The importance of the role of deputy prime minister was illuminated in 2020 when Dominic Raab was put in charge of running the country while Mr Johnson was hospitalised with COVID.
James Cleverly (MP)- Foreign Secretary
He replaces Ms Truss herself who never resigned from her role before partaking in her successful party leadership campaign. When Ms Truss was foreign secretary, Mr Cleverly effectively acted as her deputy.
Mr Cleverly, who has also held the role of deputy Conservative Party chairman, was one of the three individuals appointed as education secretary in just three days in the dying moments of Mr Johnson’s government.
Suella Braverman (MP)- Home Secretary
The former attorney general has been appointed home secretary. A former leadership hopeful, she went on to endorse Ms Truss after she was eliminated from the contest.
She replaces Priti Patel who confirmed her intention to resign from the post on Monday evening after three years of running the Home Office.

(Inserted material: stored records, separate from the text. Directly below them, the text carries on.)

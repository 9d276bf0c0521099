//! Database client abstraction.
//!
//! The engine talks to VoltDB through two small traits:
//!
//! ```text
//! ┌──────────────────────┐  connect(settings)   ┌──────────────────────┐
//! │ GatherCoordinator    │ ───────────────────▶ │ StatsClient          │
//! │                      │                      └──────────┬───────────┘
//! │                      │  call_procedure(..)  ┌──────────▼───────────┐
//! │                      │ ───────────────────▶ │ StatsConnection      │
//! └──────────────────────┘                      └──────────┬───────────┘
//!                                                          │ callback on a
//!                                                          ▼ transport thread
//!                                               ┌──────────────────────┐
//!                                               │ HttpClient / Mock    │
//!                                               └──────────────────────┘
//! ```
//!
//! `call_procedure` is asynchronous: it returns as soon as the request is
//! queued and invokes the callback later, on a thread owned by the client.
//! If it returns an error the callback is dropped without being invoked.

pub mod http;
pub mod mock;

use serde::Serialize;

use crate::config::ConnectSettings;

/// System procedure used for every statistics category.
pub const STATISTICS_PROCEDURE: &str = "@Statistics";

/// Error type for client operations.
#[derive(Debug, Clone)]
pub enum ClientError {
    /// A server could not be reached or refused the login.
    Connect { server: String, message: String },
    /// The request could not be queued (queue full, thread spawn failure).
    Dispatch(String),
    /// The connection was already closed.
    Closed,
    /// The request was sent but no usable response came back.
    Transport(String),
    /// The server answered with something that is not a procedure response.
    Protocol(String),
    /// TLS material could not be loaded.
    Tls(String),
}

impl std::fmt::Display for ClientError {
    fn fmt(&self, f: &mut std::fmt::Formatter<'_>) -> std::fmt::Result {
        match self {
            ClientError::Connect { server, message } => {
                write!(f, "unable to connect to VoltDB server {}: {}", server, message)
            }
            ClientError::Dispatch(msg) => write!(f, "dispatch failed: {}", msg),
            ClientError::Closed => write!(f, "connection is closed"),
            ClientError::Transport(msg) => write!(f, "transport error: {}", msg),
            ClientError::Protocol(msg) => write!(f, "protocol error: {}", msg),
            ClientError::Tls(msg) => write!(f, "TLS setup failed: {}", msg),
        }
    }
}

impl std::error::Error for ClientError {}

/// VoltDB `ClientResponse` status codes.
pub mod status {
    pub const SUCCESS: i8 = 1;
    pub const USER_ABORT: i8 = -1;
    pub const GRACEFUL_FAILURE: i8 = -2;
    pub const UNEXPECTED_FAILURE: i8 = -3;
    pub const CONNECTION_LOST: i8 = -4;
    pub const SERVER_UNAVAILABLE: i8 = -5;
    pub const CONNECTION_TIMEOUT: i8 = -6;
    pub const RESPONSE_UNKNOWN: i8 = -7;
}

/// VoltDB column types, by wire type code.
#[derive(Debug, Clone, Copy, PartialEq, Eq)]
pub enum ColumnType {
    TinyInt,
    SmallInt,
    Integer,
    BigInt,
    Float,
    String,
    Timestamp,
    Decimal,
    VarBinary,
    Other(i8),
}

impl ColumnType {
    pub fn from_code(code: i8) -> Self {
        match code {
            3 => ColumnType::TinyInt,
            4 => ColumnType::SmallInt,
            5 => ColumnType::Integer,
            6 => ColumnType::BigInt,
            8 => ColumnType::Float,
            9 => ColumnType::String,
            11 => ColumnType::Timestamp,
            22 => ColumnType::Decimal,
            25 => ColumnType::VarBinary,
            other => ColumnType::Other(other),
        }
    }
}

#[derive(Debug, Clone, PartialEq)]
pub struct Column {
    pub name: String,
    pub column_type: ColumnType,
}

/// One cell of a result table.
#[derive(Debug, Clone, PartialEq)]
pub enum Value {
    Null,
    Integer(i64),
    Float(f64),
    String(String),
}

impl Value {
    pub fn is_null(&self) -> bool {
        matches!(self, Value::Null)
    }

    pub fn as_i64(&self) -> Option<i64> {
        match self {
            Value::Integer(v) => Some(*v),
            _ => None,
        }
    }

    pub fn as_f64(&self) -> Option<f64> {
        match self {
            Value::Integer(v) => Some(*v as f64),
            Value::Float(v) => Some(*v),
            _ => None,
        }
    }

    /// Text form used for label values; `None` for nulls.
    pub fn as_label(&self) -> Option<String> {
        match self {
            Value::Null => None,
            Value::Integer(v) => Some(v.to_string()),
            Value::Float(v) => Some(v.to_string()),
            Value::String(s) => Some(s.clone()),
        }
    }
}

/// A result table (`VoltTable`): schema plus rows in schema order.
#[derive(Debug, Clone, Default, PartialEq)]
pub struct StatsTable {
    pub columns: Vec<Column>,
    pub rows: Vec<Vec<Value>>,
}

impl StatsTable {
    pub fn new(columns: &[(&str, ColumnType)]) -> Self {
        Self {
            columns: columns
                .iter()
                .map(|(name, column_type)| Column {
                    name: name.to_string(),
                    column_type: *column_type,
                })
                .collect(),
            rows: Vec::new(),
        }
    }

    pub fn with_row(mut self, row: Vec<Value>) -> Self {
        self.rows.push(row);
        self
    }

    /// Position of a column, matched case-insensitively as VoltTable does.
    pub fn column_index(&self, name: &str) -> Option<usize> {
        self.columns
            .iter()
            .position(|c| c.name.eq_ignore_ascii_case(name))
    }
}

/// Result of one procedure invocation.
#[derive(Debug, Clone, PartialEq)]
pub struct ProcedureResponse {
    pub status: i8,
    pub status_string: Option<String>,
    pub tables: Vec<StatsTable>,
}

impl ProcedureResponse {
    pub fn success(tables: Vec<StatsTable>) -> Self {
        Self {
            status: status::SUCCESS,
            status_string: None,
            tables,
        }
    }

    pub fn failure(status: i8, message: impl Into<String>) -> Self {
        Self {
            status,
            status_string: Some(message.into()),
            tables: Vec::new(),
        }
    }

    pub fn is_success(&self) -> bool {
        self.status == status::SUCCESS
    }

    /// Statuses that say the link, not the procedure, is broken.
    pub fn is_connection_failure(&self) -> bool {
        matches!(
            self.status,
            status::CONNECTION_LOST
                | status::SERVER_UNAVAILABLE
                | status::CONNECTION_TIMEOUT
                | status::RESPONSE_UNKNOWN
        )
    }

    pub fn describe(&self) -> String {
        match &self.status_string {
            Some(msg) => format!("status {}: {}", self.status, msg),
            None => format!("status {}", self.status),
        }
    }
}

/// Positional procedure parameter.
#[derive(Debug, Clone, PartialEq, Serialize)]
#[serde(untagged)]
pub enum ProcedureParam {
    String(String),
    Integer(i64),
}

pub type ResponseCallback = Box<dyn FnOnce(Result<ProcedureResponse, ClientError>) + Send + 'static>;

/// Factory for connections.
pub trait StatsClient: Send {
    type Connection: StatsConnection;

    /// Opens a connection to every server in `settings`.
    fn connect(&self, settings: &ConnectSettings) -> Result<Self::Connection, ClientError>;
}

/// A live link to the cluster.
pub trait StatsConnection: Send {
    /// Queues a procedure call. The callback runs at most once, on a
    /// client-owned thread. On `Err` the callback has been dropped unrun.
    fn call_procedure(
        &self,
        procedure: &str,
        params: Vec<ProcedureParam>,
        callback: ResponseCallback,
    ) -> Result<(), ClientError>;

    /// Waits up to `timeout` for outstanding calls; returns `true` if none remain.
    fn drain(&self, timeout: std::time::Duration) -> bool;

    /// Closes the connection. Later calls fail with `ClientError::Closed`.
    fn close(&self);
}
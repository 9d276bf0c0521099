//! Per-host memory. VoltDB reports sizes in kilobytes.

use super::{CategorySpec, HOSTNAME, KILOBYTES, MetricColumn};

const fn kilobytes(column: &'static str, key: &'static str, help: &'static str) -> MetricColumn {
    MetricColumn::new(column, key)
        .unit("bytes")
        .scale(KILOBYTES)
        .help(help)
}

pub(super) static MEMORY: CategorySpec = CategorySpec {
    namespace: "voltdb_memory",
    labels: &[HOSTNAME],
    metrics: &[
        kilobytes("RSS", "rss", "Resident set size of the server process"),
        kilobytes("JAVAUSED", "javaused", "Java heap in use"),
        kilobytes("JAVAUNUSED", "javaunused", "Java heap allocated but unused"),
        kilobytes("TUPLEDATA", "tupledata", "Memory holding tuple data"),
        kilobytes("TUPLEALLOCATED", "tupleallocated", "Memory allocated for tuples"),
        kilobytes("INDEXMEMORY", "indexmemory", "Memory used by indexes"),
        kilobytes("STRINGMEMORY", "stringmemory", "Memory used by non-inline strings"),
        MetricColumn::new("TUPLECOUNT", "tuplecount").help("Tuples stored on the host"),
        kilobytes("POOLEDMEMORY", "pooledmemory", "Memory held in allocation pools"),
        kilobytes("PHYSICALMEMORY", "physicalmemory", "Physical memory of the host"),
        kilobytes("JAVAMAXHEAP", "javamaxheap", "Maximum Java heap size"),
    ],
};
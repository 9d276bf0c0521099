use super::{CategorySpec, HOSTNAME, MILLIS, MetricColumn};

pub(super) static COMMANDLOG: CategorySpec = CategorySpec {
    namespace: "voltdb_commandlog",
    labels: &[HOSTNAME],
    metrics: &[
        MetricColumn::new("OUTSTANDING_BYTES", "outstanding_bytes")
            .help("Bytes waiting to be written to the command log"),
        MetricColumn::new("OUTSTANDING_TXNS", "outstanding_txns")
            .help("Transactions waiting to be written to the command log"),
        MetricColumn::new("IN_USE_SEGMENT_COUNT", "in_use_segments")
            .help("Command log segments currently in use"),
        MetricColumn::new("SEGMENT_COUNT", "segments").help("Command log segments on disk"),
        MetricColumn::new("FSYNC_INTERVAL", "fsync_interval")
            .unit("seconds")
            .scale(MILLIS)
            .help("Average interval between command log fsyncs"),
    ],
};
//! HTTP request handlers: scrape endpoint and root page.

use std::sync::Arc;

use axum::extract::State;
use axum::http::{StatusCode, header};
use axum::response::{IntoResponse, Response};
use tracing::{error, warn};

use voltdb_exporter_core::registry::TEXT_CONTENT_TYPE;
use voltdb_exporter_core::{GatherOutcome, ScrapeError, Scraper};

#[derive(Clone)]
pub(crate) struct AppState {
    pub(crate) scraper: Arc<dyn Scraper>,
    pub(crate) banner: Arc<str>,
}

/// Attached to `/metrics` responses for the access log.
#[derive(Debug, Clone, Copy, PartialEq, Eq)]
pub(crate) struct ScrapeSummary {
    pub(crate) outcome: GatherOutcome,
    pub(crate) cycle_ran: bool,
}

pub(crate) async fn handle_root(State(state): State<AppState>) -> String {
    format!("{}\n", state.banner)
}

pub(crate) async fn handle_metrics(State(state): State<AppState>) -> Response {
    let scraper = Arc::clone(&state.scraper);
    // A gather cycle blocks on the database; keep it off the async workers.
    let scrape = match tokio::task::spawn_blocking(move || scraper.handle_scrape()).await {
        Ok(scrape) => scrape,
        Err(e) => {
            error!(error = %e, "scrape task failed");
            return (StatusCode::INTERNAL_SERVER_ERROR, "scrape failed\n").into_response();
        }
    };

    let summary = ScrapeSummary {
        outcome: scrape.outcome,
        cycle_ran: scrape.cycle_ran,
    };
    let mut response = match scrape.body {
        Ok(body) => ([(header::CONTENT_TYPE, TEXT_CONTENT_TYPE)], body).into_response(),
        Err(ScrapeError::UpstreamUnavailable) => {
            warn!(outcome = ?scrape.outcome, "no statistics available yet");
            (
                StatusCode::GATEWAY_TIMEOUT,
                "VoltDB statistics unavailable\n",
            )
                .into_response()
        }
        Err(e) => {
            error!(error = %e, "failed to serve metrics");
            (StatusCode::INTERNAL_SERVER_ERROR, format!("{}\n", e)).into_response()
        }
    };
    response.extensions_mut().insert(summary);
    response
}

#[cfg(test)]
mod tests {
    use super::*;
    use axum::body::{Body, to_bytes};
    use axum::http::Request;
    use std::time::Duration;
    use tower::ServiceExt;

    use voltdb_exporter_core::client::mock::MockClient;
    use voltdb_exporter_core::{
        ExporterConfig, GatherCoordinator, MetricRegistry, ScrapeGate, StatsCategory,
    };

    fn state(client: &MockClient) -> AppState {
        let config = ExporterConfig {
            categories: [StatsCategory::Cpu, StatsCategory::Latency].into_iter().collect(),
            ..ExporterConfig::default()
        };
        let coordinator =
            GatherCoordinator::new(client.clone(), &config, Arc::new(MetricRegistry::new()))
                .unwrap();
        AppState {
            scraper: Arc::new(ScrapeGate::new(coordinator, Duration::ZERO)),
            banner: Arc::from("VoltDB Prometheus exporter for localhost port 8080"),
        }
    }

    struct Reply {
        status: StatusCode,
        content_type: Option<String>,
        scrape: Option<ScrapeSummary>,
        body: String,
    }

    async fn get(state: AppState, uri: &str) -> Reply {
        let response = crate::router(state)
            .oneshot(Request::builder().uri(uri).body(Body::empty()).unwrap())
            .await
            .unwrap();
        let status = response.status();
        let scrape = response.extensions().get::<ScrapeSummary>().copied();
        let content_type = response
            .headers()
            .get(header::CONTENT_TYPE)
            .map(|v| v.to_str().unwrap().to_string());
        let body = to_bytes(response.into_body(), usize::MAX).await.unwrap();
        Reply {
            status,
            content_type,
            scrape,
            body: String::from_utf8(body.to_vec()).unwrap(),
        }
    }

    #[tokio::test]
    async fn root_shows_banner() {
        let reply = get(state(&MockClient::healthy_cluster()), "/").await;
        assert_eq!(reply.status, StatusCode::OK);
        assert_eq!(reply.body, "VoltDB Prometheus exporter for localhost port 8080\n");
        assert_eq!(reply.scrape, None);
    }

    #[tokio::test]
    async fn metrics_returns_exposition() {
        let reply = get(state(&MockClient::healthy_cluster()), "/metrics").await;
        assert_eq!(reply.status, StatusCode::OK);
        assert_eq!(reply.content_type.as_deref(), Some(TEXT_CONTENT_TYPE));
        assert!(reply.body.contains(r#"voltdb_cpu_usage_percent{hostname="h1"} 1"#));
        assert!(reply.body.contains("voltdb_latency_tps"));
        assert_eq!(
            reply.scrape,
            Some(ScrapeSummary {
                outcome: GatherOutcome::Success,
                cycle_ran: true,
            })
        );
    }

    #[tokio::test]
    async fn metrics_without_any_values_is_gateway_timeout() {
        let client = MockClient::healthy_cluster();
        client.fail_next_connects(1);
        let reply = get(state(&client), "/metrics").await;
        assert_eq!(reply.status, StatusCode::GATEWAY_TIMEOUT);
        assert!(reply.body.contains("unavailable"));
        assert_eq!(reply.scrape.map(|s| s.outcome), Some(GatherOutcome::Failed));
    }

    #[tokio::test]
    async fn unknown_path_is_not_found() {
        let reply = get(state(&MockClient::healthy_cluster()), "/api").await;
        assert_eq!(reply.status, StatusCode::NOT_FOUND);
    }
}
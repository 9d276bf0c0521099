use super::{CategorySpec, HOSTNAME, LabelColumn, MetricColumn};

pub(super) static LIVECLIENTS: CategorySpec = CategorySpec {
    namespace: "voltdb_liveclients",
    labels: &[
        HOSTNAME,
        LabelColumn::new("cnxhostname", "CLIENT_HOSTNAME"),
        LabelColumn::new("admin", "ADMIN"),
    ],
    metrics: &[
        MetricColumn::new("OUTSTANDING_REQUEST_BYTES", "outstanding_request_bytes")
            .help("Request bytes queued from the client"),
        // Published dashboards query this spelling.
        MetricColumn::new("OUTSTANDING_RESPONSE_MESSAGES", "outstanding_reponse_messages")
            .help("Response messages queued to the client"),
        MetricColumn::new("OUTSTANDING_TRANSACTIONS", "outstanding_txns")
            .help("Transactions in flight for the client"),
    ],
};
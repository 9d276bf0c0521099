use super::{CategorySpec, HOSTNAME, LabelColumn, MetricColumn, NANOS};

pub(super) static PROCEDURE: CategorySpec = CategorySpec {
    namespace: "voltdb_procedure",
    labels: &[
        HOSTNAME,
        LabelColumn::new("partitionid", "PARTITION_ID"),
        LabelColumn::new("procedure", "PROCEDURE"),
    ],
    metrics: &[
        MetricColumn::new("INVOCATIONS", "invocations").help("Procedure invocations"),
        MetricColumn::new("MIN_EXECUTION_TIME", "min_execution_time")
            .unit("seconds")
            .scale(NANOS)
            .help("Minimum execution time"),
        MetricColumn::new("MAX_EXECUTION_TIME", "max_execution_time")
            .unit("seconds")
            .scale(NANOS)
            .help("Maximum execution time"),
        MetricColumn::new("AVG_EXECUTION_TIME", "avg_execution_time")
            .unit("seconds")
            .scale(NANOS)
            .help("Average execution time"),
        MetricColumn::new("MIN_RESULT_SIZE", "min_result_size")
            .unit("bytes")
            .help("Smallest result size"),
        MetricColumn::new("MAX_RESULT_SIZE", "max_result_size")
            .unit("bytes")
            .help("Largest result size"),
        MetricColumn::new("AVG_RESULT_SIZE", "avg_result_size")
            .unit("bytes")
            .help("Average result size"),
        MetricColumn::new("MIN_PARAMETER_SET_SIZE", "min_parameter_size")
            .unit("bytes")
            .help("Smallest parameter set size"),
        MetricColumn::new("MAX_PARAMETER_SET_SIZE", "max_parameter_size")
            .unit("bytes")
            .help("Largest parameter set size"),
        MetricColumn::new("AVG_PARAMETER_SET_SIZE", "avg_parameter_size")
            .unit("bytes")
            .help("Average parameter set size"),
        MetricColumn::new("ABORTS", "aborts").help("Aborted invocations"),
        MetricColumn::new("FAILURES", "failures").help("Failed invocations"),
    ],
};
use super::{CategorySpec, HOSTNAME, LabelColumn, MILLIS, MetricColumn};

pub(super) static INITIATOR: CategorySpec = CategorySpec {
    namespace: "voltdb_initiator",
    labels: &[
        HOSTNAME,
        LabelColumn::new("cnxhostname", "CONNECTION_HOSTNAME"),
        LabelColumn::new("procname", "PROCEDURE_NAME"),
    ],
    metrics: &[
        MetricColumn::new("INVOCATIONS", "invocations")
            .help("Procedure invocations initiated by this connection"),
        MetricColumn::new("AVG_EXECUTION_TIME", "execution_time")
            .unit("seconds")
            .scale(MILLIS)
            .help("Average execution time"),
        MetricColumn::new("MIN_EXECUTION_TIME", "min_execution_time")
            .unit("seconds")
            .scale(MILLIS)
            .help("Minimum execution time"),
        MetricColumn::new("MAX_EXECUTION_TIME", "max_execution_time")
            .unit("seconds")
            .scale(MILLIS)
            .help("Maximum execution time"),
        MetricColumn::new("ABORTS", "aborts").help("Aborted invocations"),
        MetricColumn::new("FAILURES", "failures").help("Failed invocations"),
    ],
};
mod access_log;
mod config;
mod handlers;

use std::net::SocketAddr;
use std::path::PathBuf;
use std::process;
use std::sync::Arc;

use axum::Router;
use axum::routing::get;
use clap::Parser;
use tower_http::compression::CompressionLayer;
use tracing::{Level, error, info};
use tracing_subscriber::EnvFilter;

use voltdb_exporter_core::client::http::HttpClient;
use voltdb_exporter_core::{
    ExporterConfig, GatherCoordinator, MetricRegistry, ScrapeGate, Scraper,
};

use access_log::AccessLogLayer;
use handlers::AppState;

// ============================================================
// CLI
// ============================================================

#[derive(Parser)]
#[command(
    name = "voltdb-exporter",
    about = "Prometheus exporter for VoltDB statistics",
    version = voltdb_exporter_core::VERSION
)]
pub(crate) struct Args {
    /// Comma-separated VoltDB servers (`host` or `host:port`).
    #[arg(long, default_value = "localhost", env = "VOLTDB_SERVERS", value_delimiter = ',')]
    servers: Vec<String>,

    /// VoltDB HTTP port, used for servers given without one.
    #[arg(long, default_value_t = voltdb_exporter_core::config::DEFAULT_VOLTDB_PORT)]
    port: u16,

    /// Listen address for the metrics endpoint.
    #[arg(long, default_value = "0.0.0.0:1234", env = "VOLTDB_EXPORTER_LISTEN")]
    listen: String,

    /// VoltDB username.
    #[arg(long, env = "VOLTDB_USERNAME")]
    user: Option<String>,

    /// VoltDB password.
    #[arg(long, env = "VOLTDB_PASSWORD", hide_env_values = true)]
    password: Option<String>,

    /// Properties file with `username=` and `password=` entries.
    #[arg(long, value_name = "FILE")]
    credentials: Option<PathBuf>,

    /// Comma-separated statistics to poll (default: all).
    #[arg(long, value_delimiter = ',')]
    stats: Vec<String>,

    /// Comma-separated statistics to leave out.
    #[arg(long, value_delimiter = ',')]
    skipstats: Vec<String>,

    /// Report values since the previous poll instead of since startup.
    #[arg(long)]
    delta: bool,

    /// Connect over HTTPS.
    #[arg(long)]
    ssl: bool,

    /// PEM bundle of trusted CA certificates (implies --ssl).
    #[arg(long, value_name = "PEM")]
    ssl_ca: Option<PathBuf>,

    /// Minimum milliseconds between two gather cycles.
    #[arg(long, default_value_t = 1500)]
    min_gather_interval_ms: u64,

    /// Seconds one gather cycle may wait for responses (0 = unbounded).
    #[arg(long, default_value_t = 30)]
    cycle_timeout: u64,

    /// Per-request HTTP timeout in seconds (0 = use the cycle timeout).
    #[arg(long, default_value_t = 0)]
    request_timeout: u64,

    /// More logging (-v debug, -vv trace).
    #[arg(short, long, action = clap::ArgAction::Count)]
    verbose: u8,

    /// Errors only.
    #[arg(short, long, conflicts_with = "verbose")]
    quiet: bool,
}

// ============================================================
// Main
// ============================================================

fn main() {
    let args = Args::parse();
    init_logging(args.verbose, args.quiet);

    let config = match config::build(&args) {
        Ok(config) => config,
        Err(e) => {
            error!(error = %e, "invalid configuration");
            process::exit(1);
        }
    };
    let addr: SocketAddr = match args.listen.parse() {
        Ok(addr) => addr,
        Err(e) => {
            error!(listen = %args.listen, error = %e, "invalid listen address");
            process::exit(1);
        }
    };
    log_startup(&config);

    let registry = Arc::new(MetricRegistry::new());
    let coordinator = match GatherCoordinator::new(HttpClient::new(), &config, registry) {
        Ok(coordinator) => coordinator,
        Err(e) => {
            error!(error = %e, "failed to register metrics");
            process::exit(1);
        }
    };
    let scraper: Arc<dyn Scraper> =
        Arc::new(ScrapeGate::new(coordinator, config.min_gather_interval));
    let state = AppState {
        scraper,
        banner: Arc::from(format!(
            "VoltDB Prometheus exporter for {} port {}",
            config.connection.server_list(),
            config.connection.port
        )),
    };

    let runtime = match tokio::runtime::Builder::new_multi_thread()
        .enable_all()
        .build()
    {
        Ok(runtime) => runtime,
        Err(e) => {
            error!(error = %e, "failed to build tokio runtime");
            process::exit(1);
        }
    };
    runtime.block_on(serve(addr, state));
}

fn init_logging(verbose: u8, quiet: bool) {
    let level = if quiet {
        Level::ERROR
    } else {
        match verbose {
            0 => Level::INFO,
            1 => Level::DEBUG,
            _ => Level::TRACE,
        }
    };

    tracing_subscriber::fmt()
        .with_env_filter(log_filter(EnvFilter::from_default_env(), level))
        .with_target(false)
        .init();
}

/// RUST_LOG covers other targets; -v/-q still set the exporter's own.
fn log_filter(mut filter: EnvFilter, level: Level) -> EnvFilter {
    for target in ["voltdb_exporter", "voltdb_exporter_core"] {
        match format!("{}={}", target, level).parse() {
            Ok(directive) => filter = filter.add_directive(directive),
            Err(e) => eprintln!("invalid log directive for {}: {}", target, e),
        }
    }
    filter
}

fn log_startup(config: &ExporterConfig) {
    let categories: Vec<&str> = config.categories.iter().map(|c| c.selector()).collect();
    info!(
        version = voltdb_exporter_core::VERSION,
        servers = %config.connection.server_list(),
        port = config.connection.port,
        tls = config.connection.tls.enabled,
        user = config.connection.credentials.as_ref().map(|c| c.username.as_str()).unwrap_or("-"),
        delta = config.interval,
        "starting VoltDB exporter"
    );
    info!(categories = %categories.join(","), "polling statistics");
}

pub(crate) fn router(state: AppState) -> Router {
    Router::new()
        .route("/", get(handlers::handle_root))
        .route("/metrics", get(handlers::handle_metrics))
        .with_state(state)
        .layer(AccessLogLayer)
        .layer(CompressionLayer::new())
}

async fn serve(addr: SocketAddr, state: AppState) {
    let scraper = Arc::clone(&state.scraper);
    let app = router(state).into_make_service_with_connect_info::<SocketAddr>();

    let listener = match tokio::net::TcpListener::bind(addr).await {
        Ok(listener) => listener,
        Err(e) => {
            error!(%addr, error = %e, "failed to bind");
            process::exit(1);
        }
    };
    info!(%addr, "listening");

    if let Err(e) = axum::serve(listener, app)
        .with_graceful_shutdown(shutdown_signal())
        .await
    {
        error!(error = %e, "server error");
    }

    // Closing the connection blocks on in-flight calls.
    if let Err(e) = tokio::task::spawn_blocking(move || scraper.shutdown()).await {
        error!(error = %e, "shutdown failed");
    }
    info!("stopped");
}

async fn shutdown_signal() {
    if let Err(e) = tokio::signal::ctrl_c().await {
        error!(error = %e, "failed to listen for shutdown signal");
        std::future::pending::<()>().await;
    }
    info!("shutdown requested");
}
use super::{CategorySpec, HOSTNAME, MILLIS, MetricColumn};

pub(super) static GC: CategorySpec = CategorySpec {
    namespace: "voltdb_gc",
    labels: &[HOSTNAME],
    metrics: &[
        MetricColumn::new("NEWGEN_GC_COUNT", "newgen_gc_count")
            .help("Young generation collections"),
        MetricColumn::new("NEWGEN_AVG_GC_TIME", "newgen_avg_gc_time")
            .unit("seconds")
            .scale(MILLIS)
            .help("Average young generation collection time"),
        MetricColumn::new("OLDGEN_GC_COUNT", "oldgen_gc_count")
            .help("Old generation collections"),
        MetricColumn::new("OLDGEN_AVG_GC_TIME", "oldgen_avg_gc_time")
            .unit("seconds")
            .scale(MILLIS)
            .help("Average old generation collection time"),
    ],
};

Ms Braverman has been an advocate of her predecessor’s Rwanda plan, commenting that she had “significant reservations about our relationship with the European Court of Human Rights” following the European court’s decision which effectively grounded the first flight aiming to send asylum seekers out of the UK earlier in the summer.
Sir Michael Ellis- Attorney General
Former cabinet office minister and paymaster general, Sir Michael Ellis, fills the attorney general position left vacant by Ms Braverman.
Ben Wallace (MP)- Defence Secretary
Ms Truss has decided that Ben Wallace will remain as defence secretary, a position he has held since 2019. Mr Wallace supported the new PM in her campaign to become party leader and is a firm favourite among Tory members.
He had been tipped to be a frontrunner in the leadership race himself, but decided not to make the bid. Mr Wallace has won praise for his handling of the Ukraine war and is considered well-liked among Conservative members.